この歴史的経過については『ブック戦争の記録』(松信泰輔榻、有隣堂、昭和五十二年四月刊)その他業界紙に詳しいが、当時の記録を読むと「正味」に対する両者の論争の激しさが伝わってくる。
第二の山は平成二年六月、取協適正流通研究委員会が作成した『書籍の適正流通を目指して』という小冊子を関係出版社に送付したことから始まった。
今度は出版社・取次間の論争といえる。
「ブック戦争」の時には、業界三団体が白昼堂々(こ団体間協議を行ったが、今度は公正取引委員会により団体間交渉が法的に禁じられているので、それぞれ個別交渉をせざるを得なかったため、関係者以外幅広く認知されていない。
しかし当時の業界紙には「流通側に高まる専門書正味の引き下げ要求」として次のような記事がある。
「大手取次-出版社間取引において、取次側か経費を全く吸収出来ない七三掛け以上の出版社だけを数えても三〇〇社を超えている」(『新文化』平成五年十二月二十三日号)。

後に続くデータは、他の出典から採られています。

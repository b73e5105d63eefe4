//! Wordle Helper
//!
//! Narrows a word list from Wordle feedback and recommends the next guess.
//! Feedback is folded into a `ConstraintState`; the state filters the lexicon
//! and four ranking strategies score what is left by letter frequency.
//!
//! # Quick Start
//!
//! ```rust
//! use wordle_helper::core::FrequencyTable;
//! use wordle_helper::solver::{RankerConfig, Solver};
//! use wordle_helper::wordlists::Lexicon;
//!
//! let lexicon = Lexicon::embedded().unwrap();
//! let table = FrequencyTable::default();
//! let mut solver = Solver::new(&lexicon, &table, RankerConfig::default());
//!
//! // CRANE: a and e green, nothing yellow
//! let report = solver.analyze("crane", &[2, 4], &[]).unwrap();
//! assert!(report.candidates.iter().all(|w| w.text().ends_with('e')));
//! println!("try {:?}", report.top_pick().map(|w| w.text()));
//! ```

// Core domain types
pub mod core;

// Error type
pub mod error;

// Constraint engine and ranking
pub mod solver;

// Word lists
pub mod wordlists;

// Command implementations
pub mod commands;

// Terminal output formatting
pub mod output;

// Interactive TUI interface
pub mod interactive;

pub use error::{Result, SolverError};
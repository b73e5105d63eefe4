//! Word list loading utilities
//!
//! Provides functions to load word lists from files or use embedded constants.

use crate::core::Word;
use log::debug;
use std::fs;
use std::io;
use std::path::Path;

/// Load words from a file
///
/// One word per line. Blank lines and entries that are not five ASCII letters
/// are skipped; accepted words are lowercased.
///
/// # Errors
///
/// Returns an I/O error if the file cannot be read or opened.
///
/// # Examples
/// ```no_run
/// use wordle_helper::wordlists::loader::load_from_file;
///
/// let words = load_from_file("data/words.txt").unwrap();
/// println!("Loaded {} words", words.len());
/// ```
pub fn load_from_file<P: AsRef<Path>>(path: P) -> io::Result<Vec<Word>> {
    let content = fs::read_to_string(path.as_ref())?;
    let words = words_from_lines(&content);
    debug!("read {} words from {}", words.len(), path.as_ref().display());
    Ok(words)
}

/// Parse newline-separated words, skipping anything invalid
#[must_use]
pub fn words_from_lines(content: &str) -> Vec<Word> {
    content
        .lines()
        .filter_map(|line| {
            let trimmed = line.trim();
            if trimmed.is_empty() {
                None
            } else {
                Word::new(trimmed).ok()
            }
        })
        .collect()
}

/// Convert embedded string slice to Word vector
///
/// # Examples
/// ```
/// use wordle_helper::wordlists::loader::words_from_slice;
/// use wordle_helper::wordlists::WORDS;
///
/// let words = words_from_slice(WORDS);
/// assert_eq!(words.len(), WORDS.len());
/// ```
#[must_use]
pub fn words_from_slice(slice: &[&str]) -> Vec<Word> {
    slice.iter().filter_map(|&s| Word::new(s).ok()).collect()
}

#[cfg(test)]
mod tests {
    use super::*;

    #[test]
    fn words_from_slice_converts_valid_words() {
        let input = &["crane", "slate", "irate"];
        let words = words_from_slice(input);

        assert_eq!(words.len(), 3);
        assert_eq!(words[0].text(), "crane");
        assert_eq!(words[2].text(), "irate");
    }

    #[test]
    fn words_from_slice_skips_invalid() {
        let input = &["crane", "toolong", "abc", "slate"];
        let words = words_from_slice(input);

        assert_eq!(words.len(), 2);
        assert_eq!(words[0].text(), "crane");
        assert_eq!(words[1].text(), "slate");
    }

    #[test]
    fn words_from_lines_skips_blank_and_bad_lines() {
        let words = words_from_lines("CRANE\n\n  slate  \nsh0rt\nab\n");
        let texts: Vec<&str> = words.iter().map(Word::text).collect();
        assert_eq!(texts, ["crane", "slate"]);
    }

    #[test]
    fn load_from_missing_file_is_io_error() {
        let result = load_from_file("definitely/not/here.txt");
        assert!(result.is_err());
    }

    #[test]
    fn load_from_file_reads_words() {
        let path = std::env::temp_dir().join(format!("wordle_helper_loader_{}.txt", std::process::id()));
        fs::write(&path, "crane\nslate\n").unwrap();

        let words = load_from_file(&path).unwrap();
        fs::remove_file(&path).unwrap();

        assert_eq!(words.len(), 2);
    }
}
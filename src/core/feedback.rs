//! Per-round feedback from the game
//!
//! Feedback is two sets of positions: letters in the right place and letters in
//! the word but elsewhere. Every other position is absent. It can be written as
//! index lists (`"0 1"`, `"4"`) or as a mark string:
//! - 'G'/'g'/🟩 for right place
//! - 'Y'/'y'/🟨 for misplaced
//! - '-'/'_'/'.'/⬜ for absent

use super::WORD_LENGTH;
use crate::error::{Result, SolverError};
use std::collections::BTreeSet;

/// Feedback for a single guess
///
/// Always valid: indexes are in range and the two sets are disjoint.
#[derive(Debug, Clone, Default, PartialEq, Eq)]
pub struct Feedback {
    correct: BTreeSet<usize>,
    misplaced: BTreeSet<usize>,
}

impl Feedback {
    /// Build feedback from correct and misplaced positions
    ///
    /// # Errors
    /// - `InvalidIndex` if a position is not in `0..5`
    /// - `OverlappingIndex` if a position appears in both sets
    ///
    /// # Examples
    /// ```
    /// use wordle_helper::core::Feedback;
    ///
    /// let feedback = Feedback::new([0, 1], [4]).unwrap();
    /// assert_eq!(feedback.absent().collect::<Vec<_>>(), vec![2, 3]);
    ///
    /// assert!(Feedback::new([5], []).is_err());
    /// assert!(Feedback::new([1], [1]).is_err());
    /// ```
    pub fn new(
        correct: impl IntoIterator<Item = usize>,
        misplaced: impl IntoIterator<Item = usize>,
    ) -> Result<Self> {
        let correct: BTreeSet<usize> = correct.into_iter().collect();
        let misplaced: BTreeSet<usize> = misplaced.into_iter().collect();

        if let Some(&index) = correct
            .iter()
            .chain(misplaced.iter())
            .find(|&&index| index >= WORD_LENGTH)
        {
            return Err(SolverError::InvalidIndex { index });
        }

        if let Some(&index) = correct.intersection(&misplaced).next() {
            return Err(SolverError::OverlappingIndex { index });
        }

        Ok(Self { correct, misplaced })
    }

    /// Parse a mark string such as `"GY--G"` or `"🟩🟨⬜⬜🟩"`
    ///
    /// # Errors
    /// Returns `MalformedFeedback` if the string is not exactly five marks.
    ///
    /// # Examples
    /// ```
    /// use wordle_helper::core::Feedback;
    ///
    /// let a = Feedback::from_marks("GY--G").unwrap();
    /// let b = Feedback::from_marks("🟩🟨⬜⬜🟩").unwrap();
    /// assert_eq!(a, b);
    /// ```
    pub fn from_marks(s: &str) -> Result<Self> {
        let malformed = || SolverError::MalformedFeedback(s.to_string());
        let marks: Vec<char> = s.trim().chars().collect();

        if marks.len() != WORD_LENGTH {
            return Err(malformed());
        }

        let mut correct = BTreeSet::new();
        let mut misplaced = BTreeSet::new();
        for (position, mark) in marks.into_iter().enumerate() {
            match mark {
                'G' | 'g' | '🟩' => {
                    correct.insert(position);
                }
                'Y' | 'y' | '🟨' => {
                    misplaced.insert(position);
                }
                '-' | '_' | '.' | '⬜' | '⬛' => {}
                _ => return Err(malformed()),
            }
        }

        Ok(Self { correct, misplaced })
    }

    /// Parse the two index lists the line prompt asks for
    ///
    /// Indexes may be separated by spaces or commas; either list may be empty.
    ///
    /// # Errors
    /// Returns `MalformedFeedback` for tokens that are not numbers, and the
    /// index errors of [`Feedback::new`].
    pub fn from_index_lists(correct: &str, misplaced: &str) -> Result<Self> {
        Self::new(parse_indexes(correct)?, parse_indexes(misplaced)?)
    }

    /// Positions confirmed correct
    #[must_use]
    pub const fn correct(&self) -> &BTreeSet<usize> {
        &self.correct
    }

    /// Positions whose letter is in the word somewhere else
    #[must_use]
    pub const fn misplaced(&self) -> &BTreeSet<usize> {
        &self.misplaced
    }

    /// Positions in neither set, in ascending order
    pub fn absent(&self) -> impl Iterator<Item = usize> + '_ {
        (0..WORD_LENGTH).filter(|p| !self.correct.contains(p) && !self.misplaced.contains(p))
    }

    /// True if every position is correct
    #[must_use]
    pub fn is_solved(&self) -> bool {
        self.correct.len() == WORD_LENGTH
    }

    /// Render as `🟩🟨⬜⬜🟩`
    #[must_use]
    pub fn to_emoji(&self) -> String {
        (0..WORD_LENGTH)
            .map(|p| {
                if self.correct.contains(&p) {
                    '🟩'
                } else if self.misplaced.contains(&p) {
                    '🟨'
                } else {
                    '⬜'
                }
            })
            .collect()
    }

    /// Render as `GY--G`
    #[must_use]
    pub fn to_marks(&self) -> String {
        (0..WORD_LENGTH)
            .map(|p| {
                if self.correct.contains(&p) {
                    'G'
                } else if self.misplaced.contains(&p) {
                    'Y'
                } else {
                    '-'
                }
            })
            .collect()
    }
}

impl std::str::FromStr for Feedback {
    type Err = SolverError;

    fn from_str(s: &str) -> Result<Self> {
        Self::from_marks(s)
    }
}

fn parse_indexes(list: &str) -> Result<Vec<usize>> {
    list.split(|c: char| c.is_whitespace() || c == ',')
        .filter(|token| !token.is_empty())
        .map(|token| {
            token
                .parse::<usize>()
                .map_err(|_| SolverError::MalformedFeedback(list.to_string()))
        })
        .collect()
}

しかし出版社側からは多くの反論が寄せられ、結果として文庫を除き書籍一般に対し正味引き下げという具体的成果に結び付くことはなかった。
P.114-P.115

医学書などの専門書の正味は非常に高いと言う話は聞いたことがある。
そんな馬鹿な、と思うが逆ざやになるらしい。
取次は出版社とはそれぞれの条件で契約を結ぶが、書店とはほぼ一本の契約。
例えば80で仕入れて、78で卸す、みたいなことが普通に起きているらしい。
ブック戦争のことは全然知らなかったので、ちょっと勉強してみたいが、
Amazonマーケットプレイスにも出ていないみたい・・・。